**Task instructions**
Nothing but the lines from the one containing "filename crates/beacon-core/src/constants.rs" through the one containing "throwaway, session-scoped identifier.", both included, should be given again, each exactly as written below.
= Beginning of Section =
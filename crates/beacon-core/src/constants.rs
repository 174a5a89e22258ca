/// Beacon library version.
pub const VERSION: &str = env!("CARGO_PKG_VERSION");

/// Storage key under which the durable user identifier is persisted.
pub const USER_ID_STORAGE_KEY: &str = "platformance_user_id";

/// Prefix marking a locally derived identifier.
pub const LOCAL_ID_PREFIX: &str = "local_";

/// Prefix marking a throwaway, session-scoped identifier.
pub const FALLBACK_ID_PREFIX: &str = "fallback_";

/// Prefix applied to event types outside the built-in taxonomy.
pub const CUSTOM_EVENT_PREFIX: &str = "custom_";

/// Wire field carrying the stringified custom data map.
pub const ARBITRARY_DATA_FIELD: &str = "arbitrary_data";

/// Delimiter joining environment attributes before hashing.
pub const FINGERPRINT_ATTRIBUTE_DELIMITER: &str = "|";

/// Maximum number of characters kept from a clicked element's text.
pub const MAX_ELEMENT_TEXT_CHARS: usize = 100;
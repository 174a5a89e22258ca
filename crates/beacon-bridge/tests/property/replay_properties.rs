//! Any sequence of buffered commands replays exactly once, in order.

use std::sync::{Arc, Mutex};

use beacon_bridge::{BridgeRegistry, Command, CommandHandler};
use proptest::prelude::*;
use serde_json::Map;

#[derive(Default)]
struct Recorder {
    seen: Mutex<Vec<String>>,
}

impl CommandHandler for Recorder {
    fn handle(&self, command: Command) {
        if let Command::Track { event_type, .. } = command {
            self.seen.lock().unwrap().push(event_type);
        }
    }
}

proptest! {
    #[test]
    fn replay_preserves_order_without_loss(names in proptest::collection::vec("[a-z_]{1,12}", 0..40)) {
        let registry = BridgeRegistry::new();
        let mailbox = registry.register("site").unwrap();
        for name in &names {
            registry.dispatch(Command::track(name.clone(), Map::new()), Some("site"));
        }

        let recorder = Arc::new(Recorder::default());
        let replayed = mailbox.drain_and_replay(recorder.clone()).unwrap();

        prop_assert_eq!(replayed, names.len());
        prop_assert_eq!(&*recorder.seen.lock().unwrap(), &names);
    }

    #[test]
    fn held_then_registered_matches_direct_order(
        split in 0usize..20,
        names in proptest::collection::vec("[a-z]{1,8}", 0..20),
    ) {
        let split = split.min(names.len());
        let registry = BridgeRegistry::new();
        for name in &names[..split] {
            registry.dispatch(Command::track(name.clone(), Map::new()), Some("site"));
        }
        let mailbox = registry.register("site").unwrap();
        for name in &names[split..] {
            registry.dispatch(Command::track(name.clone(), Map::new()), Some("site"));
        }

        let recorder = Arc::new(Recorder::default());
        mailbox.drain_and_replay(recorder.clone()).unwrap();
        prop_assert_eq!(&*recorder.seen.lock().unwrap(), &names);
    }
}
= End of Section =
= Beginning of Section =
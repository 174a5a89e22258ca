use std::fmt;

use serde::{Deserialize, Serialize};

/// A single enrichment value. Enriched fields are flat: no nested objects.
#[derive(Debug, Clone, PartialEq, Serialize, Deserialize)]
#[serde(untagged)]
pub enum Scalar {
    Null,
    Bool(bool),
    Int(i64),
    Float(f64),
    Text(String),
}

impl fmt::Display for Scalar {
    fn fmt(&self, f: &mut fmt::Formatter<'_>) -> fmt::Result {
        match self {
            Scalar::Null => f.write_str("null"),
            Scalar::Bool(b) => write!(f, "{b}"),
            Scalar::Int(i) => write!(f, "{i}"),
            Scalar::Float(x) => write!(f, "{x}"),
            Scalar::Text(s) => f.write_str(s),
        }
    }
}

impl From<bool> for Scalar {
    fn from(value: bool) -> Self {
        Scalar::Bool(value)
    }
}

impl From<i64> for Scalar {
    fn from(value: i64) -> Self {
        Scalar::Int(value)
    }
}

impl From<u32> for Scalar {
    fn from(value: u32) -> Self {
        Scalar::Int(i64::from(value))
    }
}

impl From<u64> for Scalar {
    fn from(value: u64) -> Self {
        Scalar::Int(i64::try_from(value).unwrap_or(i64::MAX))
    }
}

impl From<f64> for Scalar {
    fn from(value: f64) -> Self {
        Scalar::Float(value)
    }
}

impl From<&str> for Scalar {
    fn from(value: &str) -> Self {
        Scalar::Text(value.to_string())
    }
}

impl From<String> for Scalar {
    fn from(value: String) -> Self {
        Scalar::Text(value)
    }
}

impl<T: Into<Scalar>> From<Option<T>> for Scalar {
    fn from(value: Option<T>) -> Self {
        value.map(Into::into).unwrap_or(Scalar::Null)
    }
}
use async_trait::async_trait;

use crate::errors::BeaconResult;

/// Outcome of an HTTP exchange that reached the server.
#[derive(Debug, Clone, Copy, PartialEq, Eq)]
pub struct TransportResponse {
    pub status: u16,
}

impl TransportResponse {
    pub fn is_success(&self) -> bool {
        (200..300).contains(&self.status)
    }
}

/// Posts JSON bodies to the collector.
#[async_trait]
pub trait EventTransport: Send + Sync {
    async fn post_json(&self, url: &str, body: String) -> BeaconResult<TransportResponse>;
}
= End of Section =
= Beginning of Section =
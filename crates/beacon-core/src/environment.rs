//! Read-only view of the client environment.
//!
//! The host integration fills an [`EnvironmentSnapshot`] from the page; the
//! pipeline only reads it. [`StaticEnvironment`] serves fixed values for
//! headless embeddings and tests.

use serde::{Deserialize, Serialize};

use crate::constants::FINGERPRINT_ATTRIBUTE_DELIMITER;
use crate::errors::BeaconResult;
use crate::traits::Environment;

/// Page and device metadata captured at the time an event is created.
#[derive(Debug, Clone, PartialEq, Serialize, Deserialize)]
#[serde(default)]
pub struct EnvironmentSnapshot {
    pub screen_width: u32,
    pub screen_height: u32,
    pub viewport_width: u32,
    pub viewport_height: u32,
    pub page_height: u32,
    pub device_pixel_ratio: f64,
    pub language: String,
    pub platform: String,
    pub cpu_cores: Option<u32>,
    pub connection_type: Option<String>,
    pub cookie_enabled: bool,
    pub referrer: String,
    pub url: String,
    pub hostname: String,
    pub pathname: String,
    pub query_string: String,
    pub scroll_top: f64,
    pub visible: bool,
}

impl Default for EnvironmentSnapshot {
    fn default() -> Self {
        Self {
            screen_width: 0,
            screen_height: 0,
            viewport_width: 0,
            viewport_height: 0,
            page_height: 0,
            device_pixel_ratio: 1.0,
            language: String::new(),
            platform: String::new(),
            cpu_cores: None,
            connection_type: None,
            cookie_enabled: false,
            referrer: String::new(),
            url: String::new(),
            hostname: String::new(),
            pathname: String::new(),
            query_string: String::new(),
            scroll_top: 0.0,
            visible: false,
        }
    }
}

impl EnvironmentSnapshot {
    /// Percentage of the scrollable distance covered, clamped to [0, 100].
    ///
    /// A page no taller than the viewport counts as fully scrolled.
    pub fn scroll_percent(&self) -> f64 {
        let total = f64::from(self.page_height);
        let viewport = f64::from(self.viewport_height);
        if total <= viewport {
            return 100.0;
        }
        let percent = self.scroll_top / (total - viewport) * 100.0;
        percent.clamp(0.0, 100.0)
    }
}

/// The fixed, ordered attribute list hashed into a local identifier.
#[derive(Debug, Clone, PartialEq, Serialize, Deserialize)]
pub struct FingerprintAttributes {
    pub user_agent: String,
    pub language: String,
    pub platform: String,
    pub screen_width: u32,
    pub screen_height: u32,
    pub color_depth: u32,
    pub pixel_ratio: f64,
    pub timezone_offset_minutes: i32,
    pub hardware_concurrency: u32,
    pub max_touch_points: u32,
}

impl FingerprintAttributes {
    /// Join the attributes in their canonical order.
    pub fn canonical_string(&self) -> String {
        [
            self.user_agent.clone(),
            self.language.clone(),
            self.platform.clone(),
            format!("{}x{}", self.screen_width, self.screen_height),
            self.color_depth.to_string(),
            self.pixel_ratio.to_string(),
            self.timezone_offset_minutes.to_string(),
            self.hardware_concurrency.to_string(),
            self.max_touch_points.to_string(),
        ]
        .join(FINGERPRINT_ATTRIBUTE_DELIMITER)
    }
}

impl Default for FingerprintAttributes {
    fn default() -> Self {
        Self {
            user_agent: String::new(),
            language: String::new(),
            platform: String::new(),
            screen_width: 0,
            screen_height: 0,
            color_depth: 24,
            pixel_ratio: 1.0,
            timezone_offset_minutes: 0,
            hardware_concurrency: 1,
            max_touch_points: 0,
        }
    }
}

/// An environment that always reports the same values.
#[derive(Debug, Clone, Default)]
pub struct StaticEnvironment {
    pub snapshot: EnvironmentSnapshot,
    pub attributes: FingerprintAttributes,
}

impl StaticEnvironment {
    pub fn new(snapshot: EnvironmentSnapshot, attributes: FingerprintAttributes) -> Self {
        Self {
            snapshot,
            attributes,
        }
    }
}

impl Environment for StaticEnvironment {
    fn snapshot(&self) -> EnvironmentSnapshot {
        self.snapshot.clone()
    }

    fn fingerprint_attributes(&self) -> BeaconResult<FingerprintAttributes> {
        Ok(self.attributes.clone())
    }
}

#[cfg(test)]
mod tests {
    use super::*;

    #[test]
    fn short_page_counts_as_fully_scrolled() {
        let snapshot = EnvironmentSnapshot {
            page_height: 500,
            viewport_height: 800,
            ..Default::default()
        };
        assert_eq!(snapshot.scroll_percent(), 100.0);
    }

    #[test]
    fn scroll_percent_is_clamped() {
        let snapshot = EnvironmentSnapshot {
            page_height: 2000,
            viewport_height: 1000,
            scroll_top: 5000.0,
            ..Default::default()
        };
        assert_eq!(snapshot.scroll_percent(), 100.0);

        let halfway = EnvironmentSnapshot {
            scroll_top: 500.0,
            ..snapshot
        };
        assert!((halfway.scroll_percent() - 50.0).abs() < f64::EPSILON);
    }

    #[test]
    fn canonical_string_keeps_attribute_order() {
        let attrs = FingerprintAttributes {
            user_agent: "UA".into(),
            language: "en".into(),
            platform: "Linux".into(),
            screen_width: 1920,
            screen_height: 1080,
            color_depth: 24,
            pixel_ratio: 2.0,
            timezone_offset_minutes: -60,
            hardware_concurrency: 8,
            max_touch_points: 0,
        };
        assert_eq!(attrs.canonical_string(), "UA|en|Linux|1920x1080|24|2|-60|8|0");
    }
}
= End of Section =
**Answer**
filename crates/beacon-core/src/constants.rs
repository 174a5a89e22258ca
/// Beacon library version.
pub const VERSION: &str = env!("CARGO_PKG_VERSION");

/// Storage key under which the durable user identifier is persisted.
pub const USER_ID_STORAGE_KEY: &str = "platformance_user_id";

/// Prefix marking a locally derived identifier.
pub const LOCAL_ID_PREFIX: &str = "local_";

/// Prefix marking a throwaway, session-scoped identifier.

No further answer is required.